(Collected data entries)
Content starts
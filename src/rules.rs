use serde::{Deserialize, Serialize};

use crate::dsl::{Compiled, Expr};
use crate::variable::VariableKey;

/// A value between zero and one
#[derive(Clone, Copy, Debug, PartialEq, PartialOrd)]
pub struct ZeroOne(f64);

impl ZeroOne {
    pub const ONE: ZeroOne = ZeroOne(1.);

    pub fn new(value: f64) -> Option<Self> {
        (0. ..=1.).contains(&value).then_some(Self(value))
    }

    pub fn get(self) -> f64 {
        self.0
    }
}

fn default_weight() -> f64 {
    1.
}

/// `THEN variable IS term`, scaled by `weight`.
#[derive(Clone, Debug, PartialEq, Serialize, Deserialize)]
pub struct ConsequentSpec {
    pub variable: String,
    pub term: String,
    #[serde(default = "default_weight")]
    pub weight: f64,
}

/// An uncompiled rule, referring to variables and terms by name.
#[derive(Clone, Debug, PartialEq, Serialize, Deserialize)]
pub struct RuleSpec {
    pub antecedent: Expr,
    pub consequent: ConsequentSpec,
    /// Left empty, the rule is labelled `R{n}` after its 1-based position.
    #[serde(default)]
    pub label: String,
}

/// Ordered rule specs, built up one rule at a time.
#[derive(Clone, Debug, Default)]
pub struct Rules(pub(crate) Vec<RuleSpec>);

impl Rules {
    pub fn new() -> Self {
        Rules(Vec::new())
    }

    pub fn with_capacity(capacity: usize) -> Self {
        Rules(Vec::with_capacity(capacity))
    }

    pub fn add(&mut self, label: impl Into<String>, premise: Expr, consequence: (&str, &str)) -> &mut Self {
        self.add_weighted(label, premise, consequence, 1.)
    }

    pub fn add_weighted(
        &mut self,
        label: impl Into<String>,
        premise: Expr,
        (variable, term): (&str, &str),
        weight: f64,
    ) -> &mut Self {
        self.0.push(RuleSpec {
            antecedent: premise,
            consequent: ConsequentSpec {
                variable: variable.to_owned(),
                term: term.to_owned(),
                weight,
            },
            label: label.into(),
        });
        self
    }

    pub fn len(&self) -> usize {
        self.0.len()
    }

    pub fn is_empty(&self) -> bool {
        self.0.is_empty()
    }

    pub fn specs(&self) -> &[RuleSpec] {
        &self.0
    }

    pub fn into_specs(self) -> Vec<RuleSpec> {
        self.0
    }
}

impl From<Vec<RuleSpec>> for Rules {
    fn from(specs: Vec<RuleSpec>) -> Self {
        Rules(specs)
    }
}

impl IntoIterator for Rules {
    type Item = RuleSpec;
    type IntoIter = std::vec::IntoIter<RuleSpec>;

    fn into_iter(self) -> Self::IntoIter {
        self.0.into_iter()
    }
}

#[derive(Clone, Debug)]
pub(crate) struct Rule {
    pub(crate) label: String,
    pub(crate) premise: Compiled,
    pub(crate) output: VariableKey,
    pub(crate) term: usize,
    pub(crate) weight: ZeroOne,
}

impl Rule {
    /// Antecedent degree scaled by the rule weight; stays in `[0, 1]` since
    /// both factors do.
    pub(crate) fn firing_strength<E>(
        &self,
        leaf: &mut impl FnMut(VariableKey, usize) -> Result<f64, E>,
    ) -> Result<f64, E> {
        Ok(self.premise.eval(leaf)? * self.weight.get())
    }
}
use num::Float;

/// Evenly spaced samples over `[min, max]`, both ends included.
pub struct Linspace<F> {
    start: F,
    end: F,
    step: F,
    index: usize,
    len: usize,
}

impl<F: Float> Linspace<F> {
    pub fn new(min: F, max: F, n: usize) -> Self {
        let step = if n > 1 {
            // usize -> float casts cannot fail
            let num_steps = F::from(n - 1).unwrap_or_else(F::one);
            (max - min) / num_steps
        } else {
            F::zero()
        };
        Linspace {
            start: min,
            end: max,
            step,
            index: 0,
            len: n,
        }
    }
}

impl<F: Float> Iterator for Linspace<F> {
    type Item = F;

    #[inline]
    fn next(&mut self) -> Option<F> {
        if self.index >= self.len {
            return None;
        }

        let i = self.index;
        self.index += 1;

        // Pin the last sample to the bound so accumulated rounding never
        // leaves it a hair short of `max`.
        if i + 1 == self.len && self.len > 1 {
            return Some(self.end);
        }

        Some(self.start + self.step * F::from(i).unwrap_or_else(F::zero))
    }

    #[inline]
    fn size_hint(&self) -> (usize, Option<usize>) {
        let n = self.len - self.index;
        (n, Some(n))
    }
}

impl<F: Float> ExactSizeIterator for Linspace<F> {}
Content ends
• **Brief**
The expected result is every line above containing the string "consequence".

• **Response to the task**
    pub fn add(&mut self, label: impl Into<String>, premise: Expr, consequence: (&str, &str)) -> &mut Self {
        self.add_weighted(label, premise, consequence, 1.)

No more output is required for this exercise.